Work task:
Go through the records below and copy out every line holding "outstanding".

**** Extracted material ****

impl PoolShared {
    fn provision(&self, state: &mut MutexGuard<'_, PoolState>) -> Result<()> {
        if state.started {
            return Ok(());
        }
        let fresh = MutexGuard::unlocked(state, || match self.kind {
            PoolKind::Plain { min, .. } => (0..min)
                .map(|_| Allocation::new(&self.device, &self.desc))
                .collect::<Result<Vec<_>>>(),
            PoolKind::Array { slices } => Allocation::new_array(&self.device, &self.desc, slices),
        })?;
        if state.started {
            return Ok(());
        }
        debug!(
            "Pool provisioned {} x {:?} {}x{}",
            fresh.len(),
            self.desc.texture.format,
            self.desc.texture.width,
            self.desc.texture.height
        );
        state.free.extend(fresh);
        state.started = true;
        Ok(())
    }

    fn acquire(self: &Arc<Self>, blocking: bool) -> Result<PooledAllocation> {
        let mut state = self.state.lock();
        loop {
            if !state.active {
                return Err(GpuError::Flushing);
            }
            if let Some(allocation) = state.free.pop_front() {
                PoolCounters::bump(&self.counters.hits);
                return Ok(self.check_out(&mut state, allocation));
            }
            match self.kind {
                PoolKind::Plain { .. } => {
                    // device work happens outside the pool lock
                    let allocation = MutexGuard::unlocked(&mut state, || Allocation::new(&self.device, &self.desc))?;
                    PoolCounters::bump(&self.counters.misses);
                    return Ok(self.check_out(&mut state, allocation));
                }
                PoolKind::Array { .. } if !blocking => return Err(GpuError::Exhausted),
                PoolKind::Array { .. } => {
                    PoolCounters::bump(&self.counters.waits);
                    trace!("Pool exhausted, waiting for a release");
                    self.cond.wait(&mut state);
                }
            }
        }
    }

    fn check_out(self: &Arc<Self>, state: &mut PoolState, allocation: Allocation) -> PooledAllocation {
        state.outstanding += 1;
        PooledAllocation {
            allocation: Some(allocation),
            pool: Some((self.clone(), state.generation)),
        }
    }

    fn release(&self, allocation: Allocation, generation: u64) {
        let mut state = self.state.lock();
        state.outstanding = state.outstanding.saturating_sub(1);
        if !state.active || generation != state.generation {
            PoolCounters::bump(&self.counters.freed_inactive);
            drop(state);
            drop(allocation);
            return;
        }
        if let PoolKind::Plain { max, .. } = self.kind {
            if max > 0 && state.free.len() >= max {
                drop(state);
                drop(allocation);
                return;
            }
        }
        state.free.push_back(allocation);
        PoolCounters::bump(&self.counters.recycled);
        self.cond.notify_one();
    }

    fn forget(&self) {
        let mut state = self.state.lock();
        state.outstanding = state.outstanding.saturating_sub(1);
    }
}

/// Pool of allocations of one surface shape.
#[derive(Clone)]
pub struct PoolAllocator {
    shared: Arc<PoolShared>,
}

impl fmt::Debug for PoolAllocator {
    fn fmt(&self, f: &mut fmt::Formatter<'_>) -> fmt::Result {
        f.debug_struct("PoolAllocator")
            .field("kind", &self.shared.kind)
            .field("format", &self.shared.desc.texture.format)
            .field("stats", &self.stats())
            .finish()
    }
}

impl PoolAllocator {
    /// Growable pool. `start` provisions `min` allocations; at most `max`
    /// free allocations are retained (0 = no limit).
    pub fn new(device: &Device, desc: SurfaceDesc, min: usize, max: usize) -> Self {
        Self::with_kind(device, desc, PoolKind::Plain { min, max })
    }

    /// Fixed-capacity pool of `slices` slices of one texture array.
    pub fn new_array(device: &Device, desc: SurfaceDesc, slices: u32) -> Result<Self> {
        if slices == 0 {
            return Err(GpuError::InvalidArgument("array pool without slices".into()));
        }
        Ok(Self::with_kind(device, desc, PoolKind::Array { slices }))
    }

    fn with_kind(device: &Device, desc: SurfaceDesc, kind: PoolKind) -> Self {
        Self {
            shared: Arc::new(PoolShared {
                device: device.clone(),
                desc,
                kind,
                state: Mutex::new(PoolState::default()),
                cond: Condvar::new(),
                counters: PoolCounters::default(),
            }),
        }
    }

    pub fn desc(&self) -> &SurfaceDesc {
        &self.shared.desc
    }

    pub fn device(&self) -> &Device {
        &self.shared.device
    }

    pub fn is_array(&self) -> bool {
        matches!(self.shared.kind, PoolKind::Array { .. })
    }

    /// Fixed capacity of an array pool.
    pub fn capacity(&self) -> Option<usize> {
        match self.shared.kind {
            PoolKind::Array { slices } => Some(slices as usize),
            PoolKind::Plain { .. } => None,
        }
    }

    /// Provision the initial allocations. Every slice for array pools.
    pub fn start(&self) -> Result<()> {
        let mut state = self.shared.state.lock();
        self.shared.provision(&mut state)
    }

    /// Activate (starting if needed) or flush the pool.
    ///
    /// Flushing wakes every waiter with `Flushing`, frees the free queue and
    /// makes outstanding allocations free themselves on release.
    pub fn set_active(&self, active: bool) -> Result<()> {
        let mut state = self.shared.state.lock();
        if active {
            self.shared.provision(&mut state)?;
            state.active = true;
            return Ok(());
        }
        if !state.active && !state.started {
            return Ok(());
        }
        state.active = false;
        state.started = false;
        state.generation += 1;
        let free = std::mem::take(&mut state.free);
        debug!(
            "Pool flushing: {} freed, {} outstanding",
            free.len(),
            state.outstanding
        );
        self.shared.cond.notify_all();
        drop(state);
        drop(free);
        Ok(())
    }

    pub fn is_active(&self) -> bool {
        self.shared.state.lock().active
    }

    /// Deactivate and free every pooled allocation.
    pub fn stop(&self) -> Result<()> {
        self.set_active(false)
    }

    /// Take an allocation, blocking while an array pool is exhausted.
    pub fn acquire(&self) -> Result<PooledAllocation> {
        self.shared.acquire(true)
    }

    /// Take an allocation; `Exhausted` if an array pool has none free.
    pub fn try_acquire(&self) -> Result<PooledAllocation> {
        self.shared.acquire(false)
    }

    pub fn stats(&self) -> PoolStats {
        let state = self.shared.state.lock();
        let c = &self.shared.counters;
        let get = |v: &AtomicU64| v.load(Ordering::Relaxed);
        PoolStats {
            hits: get(&c.hits),
            misses: get(&c.misses),
            recycled: get(&c.recycled),
            freed_inactive: get(&c.freed_inactive),
            waits: get(&c.waits),
            outstanding: state.outstanding,
            free: state.free.len(),
        }
    }
}

impl Allocator for PoolAllocator {
    fn alloc(&self) -> Result<PooledAllocation> {
        self.acquire()
    }

    fn try_alloc(&self) -> Result<PooledAllocation> {
        self.try_acquire()
    }

    fn set_active(&self, active: bool) -> Result<()> {
        PoolAllocator::set_active(self, active)
    }

    fn is_active(&self) -> bool {
        PoolAllocator::is_active(self)
    }
}

// ── Pooled allocation ──────────────────────────────────────────

/// An allocation checked out of a pool; returns to it on drop.
pub struct PooledAllocation {
    allocation: Option<Allocation>,
    pool: Option<(Arc<PoolShared>, u64)>,
}

impl fmt::Debug for PooledAllocation {
    fn fmt(&self, f: &mut fmt::Formatter<'_>) -> fmt::Result {
        f.debug_struct("PooledAllocation")
            .field("allocation", &self.allocation)
            .field("pooled", &self.pool.is_some())
            .finish()
    }
}

impl PooledAllocation {
    /// Wrap an allocation that belongs to no pool.
    pub fn detached(allocation: Allocation) -> Self {
        Self {
            allocation: Some(allocation),
            pool: None,
        }
    }

    pub fn is_pooled(&self) -> bool {
        self.pool.is_some()
    }

    /// Take the allocation out of its pool for good.
    pub fn into_inner(mut self) -> Option<Allocation> {
        if let Some((pool, _)) = self.pool.take() {
            pool.forget();
        }
        self.allocation.take()
    }
}

impl Deref for PooledAllocation {
    type Target = Allocation;

    fn deref(&self) -> &Allocation {
        // only empty after into_inner or drop
        self.allocation
            .as_ref()
            .unwrap_or_else(|| unreachable!("pooled allocation used after release"))
    }
}

impl Drop for PooledAllocation {
    fn drop(&mut self) {
        if let (Some(allocation), Some((pool, generation))) = (self.allocation.take(), self.pool.take()) {
            pool.release(allocation, generation);
        }
    }
}

#[cfg(test)]
mod tests {
    use super::*;
    use crate::memory::AllocationParams;
    use crate::native::software::SoftwareOptions;
    use crate::native::BindFlags;
    use gpuframe_core::{VideoFormat, VideoInfo};
    use std::thread;
    use std::time::Duration;

    fn setup() -> (Device, SurfaceDesc) {
        let device = Device::create_software(SoftwareOptions::default(), false).unwrap();
        let info = VideoInfo::new(VideoFormat::Rgba, 32, 32);
        let format = device.format(VideoFormat::Rgba).unwrap();
        let desc = AllocationParams::new(info, BindFlags::SHADER_RESOURCE).surface_descs(format)[0].clone();
        (device, desc)
    }

    #[test]
    fn test_plain_pool_recycles() {
        let (device, desc) = setup();
        let pool = PoolAllocator::new(&device, desc, 0, 0);
        pool.set_active(true).unwrap();
        let texture = {
            let a = pool.acquire().unwrap();
            a.texture()
        };
        let b = pool.acquire().unwrap();
        assert_eq!(b.texture(), texture);
        let stats = pool.stats();
        assert_eq!((stats.hits, stats.misses, stats.recycled), (1, 1, 1));
        assert_eq!(stats.outstanding, 1);
    }

    #[test]
    fn test_plain_pool_provisions_min() {
        let (device, desc) = setup();
        let pool = PoolAllocator::new(&device, desc, 3, 0);
        pool.start().unwrap();
        assert_eq!(pool.stats().free, 3);
        pool.start().unwrap();
        assert_eq!(pool.stats().free, 3);
    }

    #[test]
    fn test_max_limits_retained() {
        let (device, desc) = setup();
        let pool = PoolAllocator::new(&device, desc, 0, 1);
        pool.set_active(true).unwrap();
        let a = pool.acquire().unwrap();
        let b = pool.acquire().unwrap();
        drop((a, b));
        assert_eq!(pool.stats().free, 1);
    }

    #[test]
    fn test_inactive_pool_fails_and_frees() {
        let (device, desc) = setup();
        let pool = PoolAllocator::new(&device, desc, 0, 0);
        assert!(matches!(pool.acquire(), Err(GpuError::Flushing)));
        pool.set_active(true).unwrap();
        let a = pool.acquire().unwrap();
        pool.set_active(false).unwrap();
        let destroyed = device.stats().textures_destroyed;
        drop(a);
        assert_eq!(device.stats().textures_destroyed, destroyed + 1);
        assert_eq!(pool.stats().freed_inactive, 1);
    }

    #[test]
    fn test_array_pool_exhausts() {
        let (device, desc) = setup();
        let pool = PoolAllocator::new_array(&device, desc, 2).unwrap();
        pool.set_active(true).unwrap();
        let a = pool.try_acquire().unwrap();
        let b = pool.try_acquire().unwrap();
        assert!(matches!(pool.try_acquire(), Err(GpuError::Exhausted)));
        assert_eq!(a.texture(), b.texture());
        drop(a);
        assert!(pool.try_acquire().is_ok());
    }

    #[test]
    fn test_blocked_acquire_wakes_on_release() {
        let (device, desc) = setup();
        let pool = PoolAllocator::new_array(&device, desc, 1).unwrap();
        pool.set_active(true).unwrap();
        let held = pool.acquire().unwrap();
        let waiter = {
            let pool = pool.clone();
            thread::spawn(move || pool.acquire().map(|a| a.subresource()))
        };
        thread::sleep(Duration::from_millis(50));
        drop(held);
        assert_eq!(waiter.join().unwrap().unwrap(), 0);
    }

    #[test]
    fn test_flush_after_restart_frees_stale_slices() {
        let (device, desc) = setup();
        let pool = PoolAllocator::new_array(&device, desc, 2).unwrap();
        pool.set_active(true).unwrap();
        let old = pool.acquire().unwrap();
        pool.set_active(false).unwrap();
        pool.set_active(true).unwrap();
        drop(old);
        let stats = pool.stats();
        assert_eq!(stats.free, 2);
        assert_eq!(stats.freed_inactive, 1);
    }

    #[test]
    fn test_plain_allocator() {
        let (device, desc) = setup();
        let alloc = PlainAllocator::new(&device, desc);
        let a = alloc.alloc().unwrap();
        assert!(!a.is_pooled());
        alloc.set_active(false).unwrap();
        assert!(matches!(alloc.try_alloc(), Err(GpuError::Flushing)));
    }
}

****

Exercise output:
        state.outstanding += 1;
        state.outstanding = state.outstanding.saturating_sub(1);
        state.outstanding = state.outstanding.saturating_sub(1);
    /// makes outstanding allocations free themselves on release.
            "Pool flushing: {} freed, {} outstanding",
            state.outstanding
            outstanding: state.outstanding,
        assert_eq!(stats.outstanding, 1);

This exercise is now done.